Propriétaire de LVMH, qui détient la Samaritaine, Bernard Arnault, dont la fortune pèse 12,2 milliards de dollars (10,2 millions d’euros), figurait en 21e position dans le classement du magazine Forbes en 2004. Comme tout homme d’affaires qui se respecte, il s’est piqué d’art, plutôt classique dans un premier temps. Outre une sensibilité portée sur l’impressionnisme, on lui connaît comme trésor de guerre la version « M » des Femmes d’Alger (1955) de Picasso. Ce tableau, qui clôturait l’exposition « Matisse-Picasso » au Grand Palais à Paris (2002-2003), avait été acheté en 1997 pour 10 millions de dollars dans la vente de la collection Victor et Sally Ganz chez Christie’s à New York. Les spécialistes relèvent aussi un goût prononcé pour les céramiques de Picasso et le mobilier du XVIIIe siècle. À l’instar de François Pinault, Bernard Arnault a toujours acheté ses meubles en ventes publiques. En 1995, il a déboursé 5,6 millions de francs pour un secrétaire en pente en laque de BVRB chez Beaussant-Lefèvre, à Paris. Il a aussi acquis pour 1,1 million de dollars un bureau de Dubois en laque de Chine dans la vente Alexander chez Christie’s à New York en 1999. Quant au versant contemporain de sa collection, la ligne directrice serait celle de l’enfance.

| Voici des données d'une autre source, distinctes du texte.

//! Transient notices after each correction attempt
//!
//! Notices are delivered through the platform notification service:
//! - Linux: notify-send, closed early through the freedesktop
//!   notification bus (gdbus)
//! - macOS: osascript (AppleScript)
//!
//! [`Toaster`] keeps at most one notice visible: showing a new one closes
//! the previous immediately, and each notice is closed after its ttl.

use crate::process::run_tool;
use std::sync::atomic::{AtomicU64, Ordering};
use std::sync::Arc;
use std::time::Duration;
use tokio::sync::Mutex;
use tokio::task::JoinHandle;

/// Longest notice text, in characters
pub const MAX_NOTICE_CHARS: usize = 100;

/// Upper bound for a notification helper invocation
const HELPER_TIMEOUT: Duration = Duration::from_secs(2);

#[derive(Debug, Clone, Copy, PartialEq, Eq)]
pub enum NoticeKind {
    Success,
    Error,
}

/// A sanitized, bounded notice
#[derive(Debug, Clone, PartialEq, Eq)]
pub struct ToastNotice {
    message: String,
    pub kind: NoticeKind,
    pub ttl: Duration,
}

impl ToastNotice {
    pub fn new(message: &str, kind: NoticeKind, ttl: Duration) -> Self {
        Self {
            message: sanitize_message(message),
            kind,
            ttl,
        }
    }

    pub fn message(&self) -> &str {
        &self.message
    }
}

/// Strip markup-significant and control characters and cap the length
pub fn sanitize_message(message: &str) -> String {
    let cleaned: String = message
        .chars()
        .filter(|c| !matches!(c, '<' | '>' | '&') && !c.is_control())
        .take(MAX_NOTICE_CHARS)
        .collect();
    cleaned.trim().to_string()
}

/// Presentation surface for notices
#[async_trait::async_trait]
pub trait Notifier: Send + Sync {
    /// Show a notice; returns an id if it can be closed early
    async fn show(&self, notice: &ToastNotice) -> Option<u32>;

    /// Close a notice shown earlier
    async fn dismiss(&self, id: u32);
}

/// Notices through the desktop notification service
pub struct DesktopNotifier;

#[async_trait::async_trait]
impl Notifier for DesktopNotifier {
    #[cfg(target_os = "linux")]
    async fn show(&self, notice: &ToastNotice) -> Option<u32> {
        let expire = format!("--expire-time={}", notice.ttl.as_millis());
        let urgency = match notice.kind {
            NoticeKind::Success => "--urgency=low",
            NoticeKind::Error => "--urgency=normal",
        };
        let args = [
            "--app-name=Textfix",
            "--print-id",
            urgency,
            expire.as_str(),
            "Textfix",
            notice.message(),
        ];

        match run_tool("notify-send", &args, None, HELPER_TIMEOUT).await {
            Ok(output) if output.success => output.stdout.trim().parse().ok(),
            Ok(output) => {
                tracing::debug!("notify-send failed: {}", output.stderr);
                None
            }
            Err(e) => {
                tracing::debug!("Failed to send notification: {:?}", e);
                None
            }
        }
    }

    #[cfg(target_os = "macos")]
    async fn show(&self, notice: &ToastNotice) -> Option<u32> {
        let escaped = notice.message().replace('\\', "\\\\").replace('"', "\\\"");
        let script = format!(r#"display notification "{}" with title "Textfix""#, escaped);

        if let Err(e) = run_tool("osascript", &["-e", &script], None, HELPER_TIMEOUT).await {
            tracing::debug!("Failed to send notification: {:?}", e);
        }
        // macOS notifications cannot be withdrawn from AppleScript
        None
    }

    #[cfg(not(any(target_os = "linux", target_os = "macos")))]
    async fn show(&self, notice: &ToastNotice) -> Option<u32> {
        tracing::info!("{:?}: {}", notice.kind, notice.message());
        None
    }

    #[cfg(target_os = "linux")]
    async fn dismiss(&self, id: u32) {
        let id = id.to_string();
        let args = [
            "call",
            "--session",
            "--dest",
            "org.freedesktop.Notifications",
            "--object-path",
            "/org/freedesktop/Notifications",
            "--method",
            "org.freedesktop.Notifications.CloseNotification",
            id.as_str(),
        ];

        if let Err(e) = run_tool("gdbus", &args, None, HELPER_TIMEOUT).await {
            tracing::debug!("Failed to close notification {}: {:?}", id, e);
        }
    }

    #[cfg(not(target_os = "linux"))]
    async fn dismiss(&self, _id: u32) {}
}

/// The notice currently on screen
struct Visible {
    seq: u64,
    id: Option<u32>,
    expiry: JoinHandle<()>,
}

/// Shows one notice at a time
pub struct Toaster {
    notifier: Arc<dyn Notifier>,
    enabled: bool,
    ttl: Duration,
    current: Arc<Mutex<Option<Visible>>>,
    seq: AtomicU64,
}

impl Toaster {
    pub fn new(notifier: Arc<dyn Notifier>, enabled: bool, ttl: Duration) -> Self {
        Self {
            notifier,
            enabled,
            ttl,
            current: Arc::new(Mutex::new(None)),
            seq: AtomicU64::new(0),
        }
    }

    /// Replace any visible notice with a new one
    pub async fn notify(&self, kind: NoticeKind, message: &str) {
        let notice = ToastNotice::new(message, kind, self.ttl);
        if !self.enabled {
            tracing::debug!("Notice suppressed: {}", notice.message());
            return;
        }

        let mut current = self.current.lock().await;

        if let Some(previous) = current.take() {
            previous.expiry.abort();
            if let Some(id) = previous.id {
                self.notifier.dismiss(id).await;
            }
        }

        let id = self.notifier.show(&notice).await;
        let seq = self.seq.fetch_add(1, Ordering::SeqCst) + 1;

        let expiry = {
            let current = self.current.clone();
            let notifier = self.notifier.clone();
            let ttl = self.ttl;
            tokio::spawn(async move {
                tokio::time::sleep(ttl).await;
                let mut current = current.lock().await;
                // A newer notice owns the slot now
                if current.as_ref().is_some_and(|visible| visible.seq == seq) {
                    if let Some(id) = current.take().and_then(|visible| visible.id) {
                        notifier.dismiss(id).await;
                    }
                }
            })
        };

        *current = Some(Visible { seq, id, expiry });
    }
}

#[cfg(test)]
mod tests {
    use super::*;
    use std::collections::BTreeSet;
    use std::sync::Mutex as StdMutex;

    /// Tracks which notices are on screen
    #[derive(Default)]
    struct ScreenNotifier {
        next_id: StdMutex<u32>,
        on_screen: StdMutex<BTreeSet<u32>>,
        max_on_screen: StdMutex<usize>,
        shown: StdMutex<Vec<String>>,
    }

    #[async_trait::async_trait]
    impl Notifier for ScreenNotifier {
        async fn show(&self, notice: &ToastNotice) -> Option<u32> {
            let mut next = self.next_id.lock().unwrap();
            *next += 1;
            let mut on_screen = self.on_screen.lock().unwrap();
            on_screen.insert(*next);
            let mut max = self.max_on_screen.lock().unwrap();
            *max = (*max).max(on_screen.len());
            self.shown.lock().unwrap().push(notice.message().to_string());
            Some(*next)
        }

        async fn dismiss(&self, id: u32) {
            self.on_screen.lock().unwrap().remove(&id);
        }
    }

    #[test]
    fn test_sanitize_strips_markup_and_controls() {
        assert_eq!(sanitize_message("<b>Done</b> & dusted\n"), "bDone/b  dusted");
        assert_eq!(sanitize_message("tab\there"), "tabhere");
    }

    #[test]
    fn test_sanitize_caps_length() {
        let long = "é".repeat(150);
        assert_eq!(sanitize_message(&long).chars().count(), MAX_NOTICE_CHARS);
    }

    #[tokio::test]
    async fn test_new_notice_closes_previous() {
        let screen = Arc::new(ScreenNotifier::default());
        let toaster = Toaster::new(screen.clone(), true, Duration::from_secs(60));

        toaster.notify(NoticeKind::Error, "No text selected").await;
        toaster.notify(NoticeKind::Success, "Text corrected").await;
        toaster.notify(NoticeKind::Error, "Server returned 500").await;

        assert_eq!(*screen.max_on_screen.lock().unwrap(), 1);
        assert_eq!(screen.on_screen.lock().unwrap().len(), 1);
        assert_eq!(screen.shown.lock().unwrap().len(), 3);
    }

    #[tokio::test]
    async fn test_notice_expires_after_ttl() {
        let screen = Arc::new(ScreenNotifier::default());
        let toaster = Toaster::new(screen.clone(), true, Duration::from_millis(20));

        toaster.notify(NoticeKind::Success, "Text corrected").await;
        assert_eq!(screen.on_screen.lock().unwrap().len(), 1);

        tokio::time::sleep(Duration::from_millis(100)).await;
        assert!(screen.on_screen.lock().unwrap().is_empty());
    }

    #[tokio::test]
    async fn test_disabled_toaster_shows_nothing() {
        let screen = Arc::new(ScreenNotifier::default());
        let toaster = Toaster::new(screen.clone(), false, Duration::from_secs(2));

        toaster.notify(NoticeKind::Error, "No text selected").await;
        assert!(screen.shown.lock().unwrap().is_empty());
    }
}
//! Textfix - select text anywhere, press a hotkey, get it corrected in place
//!
//! Run with `textfix` or `textfix daemon` to start the daemon.
//! Use `textfix correct` from a compositor keybinding to trigger a correction.
//! Use `textfix config --init` to write the default configuration.

use anyhow::Context;
use clap::Parser;
use std::path::Path;
use textfix::cli::{Cli, Commands};
use textfix::config::{init_config_file, load_config, Config};
use textfix::correction::Language;
use textfix::daemon::{self, Daemon};
use textfix::hotkey::shortcut::ShortcutSpec;
use textfix::orchestrator::Outcome;
use textfix::platform::Platform;
use tracing_subscriber::EnvFilter;

#[tokio::main]
async fn main() -> anyhow::Result<()> {
    let cli = Cli::parse();

    // Initialize logging
    let log_level = if cli.quiet {
        "error"
    } else {
        match cli.verbose {
            0 => "info",
            1 => "debug",
            _ => "trace",
        }
    };

    tracing_subscriber::fmt()
        .with_env_filter(
            EnvFilter::try_from_default_env()
                .unwrap_or_else(|_| EnvFilter::new(format!("textfix={},warn", log_level))),
        )
        .with_target(false)
        .init();

    // Load configuration
    let mut config = load_config(cli.config.as_deref())?;

    // Apply CLI overrides
    if let Some(ref shortcut) = cli.shortcut {
        config.hotkey.shortcut = shortcut.clone();
    }
    if let Some(ref endpoint) = cli.endpoint {
        config.service.endpoint = endpoint.clone();
    }
    if let Some(ref language) = cli.language {
        config.correction.language = Language::parse(language)
            .with_context(|| format!("Unsupported language '{}' (expected pt, en or es)", language))?;
    }

    // Run the appropriate command
    match cli.command.unwrap_or(Commands::Daemon) {
        Commands::Daemon => {
            let mut daemon =
                Daemon::new(config, cli.config.clone()).with_shortcut_override(cli.shortcut.clone());
            daemon.run().await?;
        }

        Commands::Correct { now: false } => {
            let pid = daemon::signal_running_daemon()?;
            tracing::debug!("Sent correction trigger to daemon (pid {})", pid);
        }

        Commands::Correct { now: true } => {
            correct_now(&config).await?;
        }

        Commands::Config { init: true } => {
            let (path, created) = init_config_file(cli.config.as_deref())?;
            if created {
                println!("Wrote default config to {}", path.display());
            } else {
                println!("Config already exists at {}", path.display());
            }
        }

        Commands::Config { init: false } => {
            show_config(&config, cli.config.as_deref())?;
        }

        Commands::CheckShortcut { shortcut } => {
            let spec = ShortcutSpec::parse(&shortcut)
                .with_context(|| format!("Invalid shortcut '{}'", shortcut))?;
            let platform = Platform::detect();
            println!("{}", spec);
            let native = spec.clone().normalized_for_platform(platform);
            if native != spec {
                println!("{} on {}", native, platform);
            }
        }
    }

    Ok(())
}

/// Run one correction in this process
async fn correct_now(config: &Config) -> anyhow::Result<()> {
    let orchestrator = daemon::build_orchestrator(config, Platform::detect())?;

    match orchestrator.run(None).await {
        Outcome::Corrected { chars, changes } => {
            println!("Corrected {} characters ({} changes)", chars, changes);
            Ok(())
        }
        Outcome::Failed(e) => Err(e.into()),
        other => match other.notice() {
            Some((_, message)) => anyhow::bail!(message),
            None => Ok(()),
        },
    }
}

fn show_config(config: &Config, path: Option<&Path>) -> anyhow::Result<()> {
    let path = path.map(Path::to_path_buf).or_else(Config::default_path);
    match path {
        Some(path) if path.exists() => println!("# Loaded from {}", path.display()),
        Some(path) => println!("# {} not found, showing defaults", path.display()),
        None => println!("# No config directory, showing defaults"),
    }

    let rendered =
        toml::to_string_pretty(&config.redacted()).context("Failed to render configuration")?;
    println!("{}", rendered);
    Ok(())
}
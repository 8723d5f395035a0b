//! Textfix: select text anywhere, press a hotkey, get it corrected in place
//!
//! This library provides the core functionality for:
//! - Detecting a global shortcut via evdev (Linux) or rdev (macOS, Windows, X11)
//! - Capturing the selection through a clipboard transaction that always
//!   restores the user's clipboard
//! - Correcting the text with a remote correction service
//! - Pasting the corrected text back through simulated copy/paste chords
//! - Reporting the outcome with a short-lived desktop notice
//!
//! # Architecture
//!
//! ```text
//!          ┌──────────────┐   trigger    ┌──────────────────────────────┐
//!          │    Hotkey    │ ───────────▶ │            Daemon            │ ◀── SIGUSR1
//!          │ (evdev/rdev) │              └──────────────────────────────┘
//!          └──────────────┘                             │
//!                                                       ▼
//!                                              ┌──────────────┐
//!                                              │ Orchestrator │ (single flight)
//!                                              └──────────────┘
//!                    ┌──────────────────────────────┼──────────────────────┐
//!                    ▼                              ▼                      ▼
//!          ┌──────────────────┐            ┌──────────────┐        ┌──────────────┐
//!          │    Clipboard     │            │  Correction  │        │    Toaster   │
//!          │   Transaction    │            │   (remote)   │        │   (notices)  │
//!          └──────────────────┘            └──────────────┘        └──────────────┘
//!             │            │
//!             ▼            ▼
//!      ┌────────────┐ ┌────────────┐
//!      │ Clipboard  │ │   Input    │
//!      │  backend   │ │ simulator  │
//!      └────────────┘ └────────────┘
//! ```

pub mod cli;
pub mod clipboard;
pub mod config;
pub mod correction;
pub mod daemon;
pub mod error;
pub mod hotkey;
pub mod input;
pub mod notification;
pub mod orchestrator;
pub mod platform;
pub mod process;
pub mod state;

pub use cli::{Cli, Commands};
pub use config::Config;
pub use daemon::Daemon;
pub use error::{Result, TextfixError};
pub use orchestrator::{Orchestrator, Outcome};
#[cfg(test)]
mod tests {
    use super::*;
    use crate::model::refinenet::{BackboneDepth, HEAD_INPUT_CHANNELS, RefineNetConfig};

    use std::{
        cell::Cell,
        panic::{self, AssertUnwindSafe},
    };

    type TestBackend = crate::InferenceBackend;
    type Device = <TestBackend as Backend>::Device;

    const SIZE: usize = 32;

    fn model(device: &Device, n_classes: usize) -> RefineNet<TestBackend> {
        RefineNetConfig::new(BackboneDepth::ResNet18, n_classes)
            .with_pretrained(false)
            .init(device)
    }

    fn image(device: &Device) -> Tensor<TestBackend, 4> {
        Tensor::random(
            [1, 3, SIZE, SIZE],
            burn::tensor::Distribution::Default,
            device,
        )
    }

    /// Horizontal bands of equal height, one per entry of `classes`.
    fn bands(device: &Device, classes: &[i64]) -> Tensor<TestBackend, 3, Int> {
        let rows_per_band = SIZE.div_ceil(classes.len());
        let values: Vec<i64> = (0..SIZE * SIZE)
            .map(|index| classes[(index / SIZE) / rows_per_band])
            .collect();
        Tensor::<TestBackend, 1, Int>::from_ints(values.as_slice(), device)
            .reshape([1, SIZE, SIZE])
    }

    /// Top half `top`, bottom half `bottom`.
    fn labels(device: &Device, top: i64, bottom: i64) -> Tensor<TestBackend, 3, Int> {
        bands(device, &[top, bottom])
    }

    fn head_weights<W, P>(surgeon: &ImprintingRefineNet<TestBackend, W, P>) -> Vec<Tensor<TestBackend, 4>>
    where
        W: WeightImprinter<TestBackend>,
        P: PlacementCheck<TestBackend>,
    {
        PyramidLevel::ALL
            .into_iter()
            .map(|level| surgeon.model().decoder().head(level).weight())
            .collect()
    }

    fn assert_head_widths(surgeon: &ImprintingRefineNet<TestBackend>) {
        for level in PyramidLevel::ALL {
            assert_eq!(
                surgeon.model().decoder().head(level).input_channels(),
                HEAD_INPUT_CHANNELS
            );
        }
    }

    #[test]
    fn imprint_adds_one_row_per_novel_label() {
        let device = Device::default();
        let mut surgeon = ImprintingRefineNet::new(model(&device, 3));
        let images: Vec<_> = (0..5).map(|_| image(&device)).collect();
        let labels = vec![
            bands(&device, &[0, 3, 4]),
            labels(&device, 3, 255),
            bands(&device, &[4, 1, 3]),
            labels(&device, 4, 2),
            labels(&device, 255, 3),
        ];

        let summary = surgeon.imprint(&images, &labels, 0.5).unwrap();

        assert_eq!(summary.images, 5);
        assert_eq!(summary.old_classes, 3);
        assert_eq!(summary.novel_labels, vec![3, 4]);
        assert_eq!(summary.new_classes, 5);
        assert_eq!(surgeon.n_classes(), 5);
        for level in PyramidLevel::ALL {
            assert_eq!(surgeon.model().decoder().head(level).classes(), 5);
        }
        assert_head_widths(&surgeon);
        assert_eq!(surgeon.infer(image(&device)).dims(), [1, 5, SIZE, SIZE]);
    }

    #[test]
    fn reverse_restores_saved_weights_exactly() {
        let device = Device::default();
        let mut surgeon = ImprintingRefineNet::new(model(&device, 3));
        surgeon.save_original_weights();
        let saved = head_weights(&surgeon);

        surgeon
            .imprint(&[image(&device)], &[labels(&device, 1, 3)], 0.5)
            .unwrap();
        assert_eq!(surgeon.n_classes(), 4);

        assert_eq!(surgeon.reverse_imprinting().unwrap(), 3);
        assert_eq!(surgeon.n_classes(), 3);
        assert_head_widths(&surgeon);
        for (restored, saved) in head_weights(&surgeon).into_iter().zip(saved) {
            assert_eq!(restored.into_data(), saved.into_data());
        }

        // The snapshot outlives the reversal.
        assert!(surgeon.snapshot().is_some());
        assert_eq!(surgeon.reverse_imprinting().unwrap(), 3);
    }

    #[test]
    fn reverse_without_snapshot_is_rejected() {
        let device = Device::default();
        let mut surgeon = ImprintingRefineNet::new(model(&device, 3));

        assert!(matches!(
            surgeon.reverse_imprinting(),
            Err(ImprintError::MissingSnapshot)
        ));
        assert_eq!(surgeon.n_classes(), 3);
    }

    #[test]
    fn blending_only_keeps_class_count() {
        let device = Device::default();
        let mut surgeon = ImprintingRefineNet::new(model(&device, 3));
        let before = head_weights(&surgeon);

        let summary = surgeon
            .imprint(&[image(&device)], &[labels(&device, 0, 255)], 0.0)
            .unwrap();

        assert_eq!(summary.new_classes, 3);
        assert!(summary.novel_labels.is_empty());
        for (after, before) in head_weights(&surgeon).into_iter().zip(before) {
            assert!(after.all_close(before, Some(1e-6), Some(1e-6)));
        }
    }

    #[test]
    fn invalid_requests_leave_the_model_untouched() {
        let device = Device::default();
        let mut surgeon = ImprintingRefineNet::new(model(&device, 3));

        assert!(matches!(
            surgeon.imprint(&[], &[], 0.5),
            Err(ImprintError::EmptyImageSet)
        ));
        assert!(matches!(
            surgeon.imprint(&[image(&device)], &[], 0.5),
            Err(ImprintError::MismatchedPairs { images: 1, labels: 0 })
        ));
        assert!(matches!(
            surgeon.imprint(&[image(&device)], &[labels(&device, 0, 3)], 1.5),
            Err(ImprintError::InvalidAlpha(_))
        ));
        assert!(matches!(
            surgeon.imprint(&[image(&device)], &[labels(&device, 0, 5)], 0.5),
            Err(ImprintError::NonContiguousNovelLabels { start: 3, .. })
        ));
        assert_eq!(surgeon.n_classes(), 3);
    }

    #[test]
    fn fixed_policy_reproduces_seventeen_sixteen_cycle() {
        let device = Device::default();
        let mut surgeon = ImprintingRefineNet::new(model(&device, 16)).with_policy(
            ClassCountPolicy::Fixed {
                imprinted: 17,
                reverted: 16,
            },
        );
        surgeon.save_original_weights();

        let summary = surgeon
            .imprint(&[image(&device)], &[labels(&device, 2, 16)], 0.5)
            .unwrap();
        assert_eq!(summary.new_classes, 17);
        assert_eq!(surgeon.n_classes(), 17);

        assert_eq!(surgeon.reverse_imprinting().unwrap(), 16);
        assert_eq!(surgeon.n_classes(), 16);
    }

    #[test]
    fn fixed_policy_rejects_snapshot_of_other_size() {
        let device = Device::default();
        let mut surgeon = ImprintingRefineNet::new(model(&device, 3)).with_policy(
            ClassCountPolicy::Fixed {
                imprinted: 17,
                reverted: 16,
            },
        );
        surgeon.save_original_weights();

        assert!(matches!(
            surgeon.reverse_imprinting(),
            Err(ImprintError::ClassCountMismatch {
                expected: 16,
                found: 3
            })
        ));
    }

    /// Accepts the first `remaining` heads, then rejects the rest.
    struct PlacedFor {
        remaining: Cell<usize>,
    }

    impl PlacementCheck<TestBackend> for PlacedFor {
        fn is_placed(&self, _expected: &Device, _weight: &Tensor<TestBackend, 4>) -> bool {
            let remaining = self.remaining.get();
            self.remaining.set(remaining.saturating_sub(1));
            remaining > 0
        }
    }

    #[test]
    fn rejected_placement_keeps_every_head() {
        let device = Device::default();
        let mut surgeon = ImprintingRefineNet::new(model(&device, 3)).with_placement(PlacedFor {
            remaining: Cell::new(1),
        });
        let before = head_weights(&surgeon);

        let result = panic::catch_unwind(AssertUnwindSafe(|| {
            surgeon.imprint(&[image(&device)], &[labels(&device, 0, 3)], 0.5)
        }));

        assert!(result.is_err());
        assert_eq!(surgeon.n_classes(), 3);
        for level in PyramidLevel::ALL {
            assert_eq!(surgeon.model().decoder().head(level).classes(), 3);
        }
        for (after, before) in head_weights(&surgeon).into_iter().zip(before) {
            assert_eq!(after.into_data(), before.into_data());
        }
    }

    struct Nowhere;

    impl PlacementCheck<TestBackend> for Nowhere {
        fn is_placed(&self, _expected: &Device, _weight: &Tensor<TestBackend, 4>) -> bool {
            false
        }
    }

    #[test]
    #[should_panic(expected = "not placed on the model device")]
    fn misplaced_head_is_fatal() {
        let device = Device::default();
        let mut surgeon = ImprintingRefineNet::new(model(&device, 3)).with_placement(Nowhere);

        let _ = surgeon.imprint(&[image(&device)], &[labels(&device, 0, 3)], 0.5);
    }
}
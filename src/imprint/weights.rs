use burn::prelude::*;

use super::embedding::StageEmbeddings;

const NORM_EPS: f32 = 1e-12;

/// Turns class-masked embeddings into the kernel of a resized classification head.
///
/// Implementations must keep every original row (unchanged or blended) in the
/// first `old_classes` rows of the result, and return exactly `new_classes` rows.
pub trait WeightImprinter<B: Backend> {
    fn compute_weight(
        &self,
        embeddings: &StageEmbeddings<B>,
        old_classes: usize,
        new_classes: usize,
        old_weight: Tensor<B, 4>,
        alpha: f32,
    ) -> Tensor<B, 4>;
}

/// Mean of the per-image embeddings, L2-normalised per class.
///
/// Original classes seen in the imprinting set become
/// `alpha * imprinted + (1 - alpha) * old`; unseen ones keep their row. Novel
/// classes take the normalised embedding and are appended after the originals.
#[derive(Debug, Clone, Copy, Default)]
pub struct NormalizedMeanImprinter;

impl NormalizedMeanImprinter {
    /// `[rows, channels]` normalised class means and a `[rows, 1]` seen mask.
    fn class_means<B: Backend>(
        embeddings: &StageEmbeddings<B>,
        rows: usize,
    ) -> (Tensor<B, 2>, Tensor<B, 2, Bool>) {
        let slots = embeddings.class_slots();
        let channels = embeddings.channels();
        let device = embeddings.embeddings.device();

        let counts = embeddings.class_image_counts().reshape([slots, 1]);
        let sums = (embeddings.embeddings.clone()
            * embeddings.presence.clone().reshape([embeddings.images(), slots, 1]))
        .sum_dim(0)
        .reshape([slots, channels]);
        let means = sums / counts.clone().clamp_min(1.0);
        let norms = means
            .clone()
            .powf_scalar(2.0)
            .sum_dim(1)
            .sqrt()
            .clamp_min(NORM_EPS);
        let means = means / norms;

        if slots >= rows {
            (
                means.slice([0..rows, 0..channels]),
                counts.slice([0..rows, 0..1]).greater_elem(0.0),
            )
        } else {
            let missing = rows - slots;
            let means = Tensor::cat(
                vec![means, Tensor::zeros([missing, channels], &device)],
                0,
            );
            let counts = Tensor::cat(vec![counts, Tensor::zeros([missing, 1], &device)], 0);
            (means, counts.greater_elem(0.0))
        }
    }
}

impl<B: Backend> WeightImprinter<B> for NormalizedMeanImprinter {
    fn compute_weight(
        &self,
        embeddings: &StageEmbeddings<B>,
        old_classes: usize,
        new_classes: usize,
        old_weight: Tensor<B, 4>,
        alpha: f32,
    ) -> Tensor<B, 4> {
        let [rows, channels, kernel_h, kernel_w] = old_weight.dims();
        assert_eq!(
            rows, old_classes,
            "head holds {rows} rows but {old_classes} classes were expected"
        );
        assert!(
            new_classes >= old_classes,
            "imprinting cannot drop classes ({old_classes} -> {new_classes})"
        );
        assert_eq!(
            embeddings.channels(),
            channels * kernel_h * kernel_w,
            "embedding width must match the head input width"
        );

        let (imprinted, seen) = Self::class_means(embeddings, new_classes);

        let old = old_weight.reshape([old_classes, channels * kernel_h * kernel_w]);
        let width = old.dims()[1];
        let blended = imprinted
            .clone()
            .slice([0..old_classes, 0..width])
            .mul_scalar(alpha)
            + old.clone().mul_scalar(1.0 - alpha);
        let seen_base = seen
            .slice([0..old_classes, 0..1])
            .repeat_dim(1, width);
        let base = old.mask_where(seen_base, blended);

        let weight = if new_classes > old_classes {
            let novel = imprinted.slice([old_classes..new_classes, 0..width]);
            Tensor::cat(vec![base, novel], 0)
        } else {
            base
        };

        weight.reshape([new_classes, channels, kernel_h, kernel_w])
    }
}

Une thématique réductrice, qu’on imagine dictée par son premier souhait d’implanter sa fondation dessinée par Frank Gehry au Jardin d’Acclimatation ! Roxana Azimi

Communiqué

À la suite de la diffusion sur l’antenne de France-Info le 21 juin de l’information du Journal des Arts selon laquelle LVMH envisagerait d’installer une fondation d’art contemporain dans une partie de la Samaritaine, nous avons reçu par exploit d’huissier le communiqué suivant : « LVMH dément formellement l’information diffusée, ce jour, sur l’antenne de France Info selon laquelle il serait envisagé qu’une fondation consacrée à l’Art soit installée dans les locaux de la Samaritaine. »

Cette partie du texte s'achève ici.